■ **How to complete this task**
The task calls for every line of the data to be retyped exactly.

■ **Data provided**
########################################

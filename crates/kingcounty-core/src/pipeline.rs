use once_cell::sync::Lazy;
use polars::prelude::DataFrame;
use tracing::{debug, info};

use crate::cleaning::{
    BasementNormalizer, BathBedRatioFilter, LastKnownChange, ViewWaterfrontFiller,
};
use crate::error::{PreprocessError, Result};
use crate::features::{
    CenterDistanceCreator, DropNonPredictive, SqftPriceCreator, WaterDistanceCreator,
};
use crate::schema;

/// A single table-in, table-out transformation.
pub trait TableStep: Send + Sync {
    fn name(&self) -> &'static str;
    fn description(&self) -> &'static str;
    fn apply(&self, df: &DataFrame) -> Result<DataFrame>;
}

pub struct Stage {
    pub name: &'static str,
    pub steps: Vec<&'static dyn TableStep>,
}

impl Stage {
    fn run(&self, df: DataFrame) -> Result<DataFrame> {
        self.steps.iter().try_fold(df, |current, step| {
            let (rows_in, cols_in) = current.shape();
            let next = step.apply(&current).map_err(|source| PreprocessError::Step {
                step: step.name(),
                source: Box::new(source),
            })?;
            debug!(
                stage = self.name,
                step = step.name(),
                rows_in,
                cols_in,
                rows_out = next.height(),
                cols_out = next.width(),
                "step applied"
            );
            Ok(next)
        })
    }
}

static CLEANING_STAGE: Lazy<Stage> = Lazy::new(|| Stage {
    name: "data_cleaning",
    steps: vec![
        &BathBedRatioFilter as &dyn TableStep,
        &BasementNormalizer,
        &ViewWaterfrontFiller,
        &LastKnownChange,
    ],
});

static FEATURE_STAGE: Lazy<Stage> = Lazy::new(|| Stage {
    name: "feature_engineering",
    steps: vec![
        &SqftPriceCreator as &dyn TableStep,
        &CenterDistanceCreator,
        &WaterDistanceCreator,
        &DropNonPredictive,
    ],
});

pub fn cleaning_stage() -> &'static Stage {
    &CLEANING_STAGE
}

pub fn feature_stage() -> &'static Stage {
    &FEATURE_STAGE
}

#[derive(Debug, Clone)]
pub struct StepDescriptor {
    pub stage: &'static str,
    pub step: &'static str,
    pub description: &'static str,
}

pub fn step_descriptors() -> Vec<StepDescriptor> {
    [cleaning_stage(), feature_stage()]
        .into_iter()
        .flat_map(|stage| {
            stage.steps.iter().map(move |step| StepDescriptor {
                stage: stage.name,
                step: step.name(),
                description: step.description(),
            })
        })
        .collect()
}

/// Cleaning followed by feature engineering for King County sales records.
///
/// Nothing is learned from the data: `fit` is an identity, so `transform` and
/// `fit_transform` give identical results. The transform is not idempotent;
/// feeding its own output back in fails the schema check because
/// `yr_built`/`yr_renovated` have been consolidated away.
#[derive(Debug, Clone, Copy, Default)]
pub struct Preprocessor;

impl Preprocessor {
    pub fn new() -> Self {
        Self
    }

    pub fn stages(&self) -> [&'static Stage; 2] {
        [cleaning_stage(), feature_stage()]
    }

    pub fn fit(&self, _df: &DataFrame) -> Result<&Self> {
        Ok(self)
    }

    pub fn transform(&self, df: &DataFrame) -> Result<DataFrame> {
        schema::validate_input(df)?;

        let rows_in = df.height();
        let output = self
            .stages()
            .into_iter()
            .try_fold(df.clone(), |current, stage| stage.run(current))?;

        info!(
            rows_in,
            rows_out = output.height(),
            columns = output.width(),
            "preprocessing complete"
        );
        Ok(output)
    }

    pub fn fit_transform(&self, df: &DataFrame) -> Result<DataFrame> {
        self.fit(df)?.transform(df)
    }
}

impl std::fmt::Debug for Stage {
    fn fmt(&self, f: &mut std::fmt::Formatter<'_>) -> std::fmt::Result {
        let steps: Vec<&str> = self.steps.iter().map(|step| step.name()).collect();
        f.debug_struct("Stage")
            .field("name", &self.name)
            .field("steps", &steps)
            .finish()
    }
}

########################################

■ **Answer to this task**
filename crates/kingcounty-core/src/pipeline.rs
use once_cell::sync::Lazy;
use polars::prelude::DataFrame;
use tracing::{debug, info};

use crate::cleaning::{
    BasementNormalizer, BathBedRatioFilter, LastKnownChange, ViewWaterfrontFiller,
};
use crate::error::{PreprocessError, Result};
use crate::features::{
    CenterDistanceCreator, DropNonPredictive, SqftPriceCreator, WaterDistanceCreator,
};
use crate::schema;

/// A single table-in, table-out transformation.
pub trait TableStep: Send + Sync {
    fn name(&self) -> &'static str;
    fn description(&self) -> &'static str;
    fn apply(&self, df: &DataFrame) -> Result<DataFrame>;
}

pub struct Stage {
    pub name: &'static str,
    pub steps: Vec<&'static dyn TableStep>,
}

impl Stage {
    fn run(&self, df: DataFrame) -> Result<DataFrame> {
        self.steps.iter().try_fold(df, |current, step| {
            let (rows_in, cols_in) = current.shape();
            let next = step.apply(&current).map_err(|source| PreprocessError::Step {
                step: step.name(),
                source: Box::new(source),
            })?;
            debug!(
                stage = self.name,
                step = step.name(),
                rows_in,
                cols_in,
                rows_out = next.height(),
                cols_out = next.width(),
                "step applied"
            );
            Ok(next)
        })
    }
}

static CLEANING_STAGE: Lazy<Stage> = Lazy::new(|| Stage {
    name: "data_cleaning",
    steps: vec![
        &BathBedRatioFilter as &dyn TableStep,
        &BasementNormalizer,
        &ViewWaterfrontFiller,
        &LastKnownChange,
    ],
});

static FEATURE_STAGE: Lazy<Stage> = Lazy::new(|| Stage {
    name: "feature_engineering",
    steps: vec![
        &SqftPriceCreator as &dyn TableStep,
        &CenterDistanceCreator,
        &WaterDistanceCreator,
        &DropNonPredictive,
    ],
});

pub fn cleaning_stage() -> &'static Stage {
    &CLEANING_STAGE
}

pub fn feature_stage() -> &'static Stage {
    &FEATURE_STAGE
}

#[derive(Debug, Clone)]
pub struct StepDescriptor {
    pub stage: &'static str,
    pub step: &'static str,
    pub description: &'static str,
}

pub fn step_descriptors() -> Vec<StepDescriptor> {
    [cleaning_stage(), feature_stage()]
        .into_iter()
        .flat_map(|stage| {
            stage.steps.iter().map(move |step| StepDescriptor {
                stage: stage.name,
                step: step.name(),
                description: step.description(),
            })
        })
        .collect()
}

/// Cleaning followed by feature engineering for King County sales records.
///
/// Nothing is learned from the data: `fit` is an identity, so `transform` and
/// `fit_transform` give identical results. The transform is not idempotent;
/// feeding its own output back in fails the schema check because
/// `yr_built`/`yr_renovated` have been consolidated away.
#[derive(Debug, Clone, Copy, Default)]
pub struct Preprocessor;

impl Preprocessor {
    pub fn new() -> Self {
        Self
    }

    pub fn stages(&self) -> [&'static Stage; 2] {
        [cleaning_stage(), feature_stage()]
    }

    pub fn fit(&self, _df: &DataFrame) -> Result<&Self> {
        Ok(self)
    }

    pub fn transform(&self, df: &DataFrame) -> Result<DataFrame> {
        schema::validate_input(df)?;

        let rows_in = df.height();
        let output = self
            .stages()
            .into_iter()
            .try_fold(df.clone(), |current, stage| stage.run(current))?;

        info!(
            rows_in,
            rows_out = output.height(),
            columns = output.width(),
            "preprocessing complete"
        );
        Ok(output)
    }

    pub fn fit_transform(&self, df: &DataFrame) -> Result<DataFrame> {
        self.fit(df)?.transform(df)
    }
}

impl std::fmt::Debug for Stage {
    fn fmt(&self, f: &mut std::fmt::Formatter<'_>) -> std::fmt::Result {
        let steps: Vec<&str> = self.steps.iter().map(|step| step.name()).collect();
        f.debug_struct("Stage")
            .field("name", &self.name)
            .field("steps", &steps)
            .finish()
    }
}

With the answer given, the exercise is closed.